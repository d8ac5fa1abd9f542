//! Speech-to-text stream metadata and results

use serde::{Deserialize, Serialize};

/// Container of an incoming audio stream
#[derive(Debug, Clone, Copy, PartialEq, Eq, Serialize, Deserialize)]
#[serde(rename_all = "lowercase")]
pub enum AudioContainer {
    /// RIFF/WAVE container
    Wav,
    /// OGG container
    Ogg,
}

impl AudioContainer {
    /// Every supported container
    pub const ALL: [Self; 2] = [Self::Wav, Self::Ogg];

    /// Get the MIME type for this container
    #[must_use]
    pub const fn mime_type(&self) -> &'static str {
        match self {
            Self::Wav => "audio/wav",
            Self::Ogg => "audio/ogg",
        }
    }
}

/// Codec of an incoming audio stream
#[derive(Debug, Clone, Copy, PartialEq, Eq, Serialize, Deserialize)]
#[serde(rename_all = "lowercase")]
pub enum AudioCodec {
    /// Uncompressed PCM
    Pcm,
    /// Opus
    Opus,
}

impl AudioCodec {
    /// Every supported codec
    pub const ALL: [Self; 2] = [Self::Pcm, Self::Opus];
}

/// Sample rates accepted from the host
#[derive(Debug, Clone, Copy, PartialEq, Eq, Serialize, Deserialize)]
pub enum AudioSampleRate {
    Hz8000,
    Hz16000,
    Hz22050,
    Hz24000,
    Hz44100,
    Hz48000,
}

impl AudioSampleRate {
    /// Every supported sample rate
    pub const ALL: [Self; 6] = [
        Self::Hz8000,
        Self::Hz16000,
        Self::Hz22050,
        Self::Hz24000,
        Self::Hz44100,
        Self::Hz48000,
    ];

    /// Rate in Hertz
    #[must_use]
    pub const fn hz(&self) -> u32 {
        match self {
            Self::Hz8000 => 8_000,
            Self::Hz16000 => 16_000,
            Self::Hz22050 => 22_050,
            Self::Hz24000 => 24_000,
            Self::Hz44100 => 44_100,
            Self::Hz48000 => 48_000,
        }
    }

    /// Look up a supported rate by its value in Hertz
    pub fn from_hz(hz: u32) -> Option<Self> {
        Self::ALL.into_iter().find(|rate| rate.hz() == hz)
    }
}

/// Channel layout of an incoming audio stream
#[derive(Debug, Clone, Copy, PartialEq, Eq, Default, Serialize, Deserialize)]
#[serde(rename_all = "lowercase")]
pub enum AudioChannels {
    #[default]
    Mono,
    Stereo,
}

impl AudioChannels {
    /// Every supported layout
    pub const ALL: [Self; 2] = [Self::Mono, Self::Stereo];

    /// Channel count
    #[must_use]
    pub const fn count(&self) -> u8 {
        match self {
            Self::Mono => 1,
            Self::Stereo => 2,
        }
    }
}

/// Bits per sample accepted from the host
pub const AUDIO_BIT_RATE: u16 = 16;

/// Description of an audio stream handed over by the host
#[derive(Debug, Clone, PartialEq, Eq, Serialize, Deserialize)]
pub struct SpeechMetadata {
    /// Language requested by the host
    pub language: String,
    /// Container format
    pub format: AudioContainer,
    /// Codec
    pub codec: AudioCodec,
    /// Bits per sample
    pub bit_rate: u16,
    /// Declared sample rate, if any
    pub sample_rate: Option<AudioSampleRate>,
    /// Channel layout
    pub channel: AudioChannels,
}

impl SpeechMetadata {
    /// Metadata for 16 kHz mono PCM in a WAV container
    pub fn wav_pcm(language: impl Into<String>) -> Self {
        Self {
            language: language.into(),
            format: AudioContainer::Wav,
            codec: AudioCodec::Pcm,
            bit_rate: AUDIO_BIT_RATE,
            sample_rate: Some(AudioSampleRate::Hz16000),
            channel: AudioChannels::Mono,
        }
    }
}

/// Outcome of a recognition request
#[derive(Debug, Clone, Copy, PartialEq, Eq, Serialize, Deserialize)]
#[serde(rename_all = "lowercase")]
pub enum SpeechResultState {
    Success,
    Error,
}

/// Transcript returned to the host
#[derive(Debug, Clone, PartialEq, Eq, Serialize, Deserialize)]
pub struct SpeechResult {
    /// Recognised text; empty on error
    pub text: String,
    /// Outcome
    pub result: SpeechResultState,
}

impl SpeechResult {
    /// A successful transcript
    pub fn success(text: impl Into<String>) -> Self {
        Self {
            text: text.into(),
            result: SpeechResultState::Success,
        }
    }

    /// A failed recognition with empty text
    pub fn error() -> Self {
        Self {
            text: String::new(),
            result: SpeechResultState::Error,
        }
    }

    /// Check if recognition succeeded
    #[must_use]
    pub const fn is_success(&self) -> bool {
        matches!(self.result, SpeechResultState::Success)
    }
}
++++++++++
> **Goal of the exercise**
Report all lines of the data above that include the string "supported".

> **Exercise response**
    /// Every supported container
    /// Every supported codec
    /// Every supported sample rate
    /// Look up a supported rate by its value in Hertz
    /// Every supported layout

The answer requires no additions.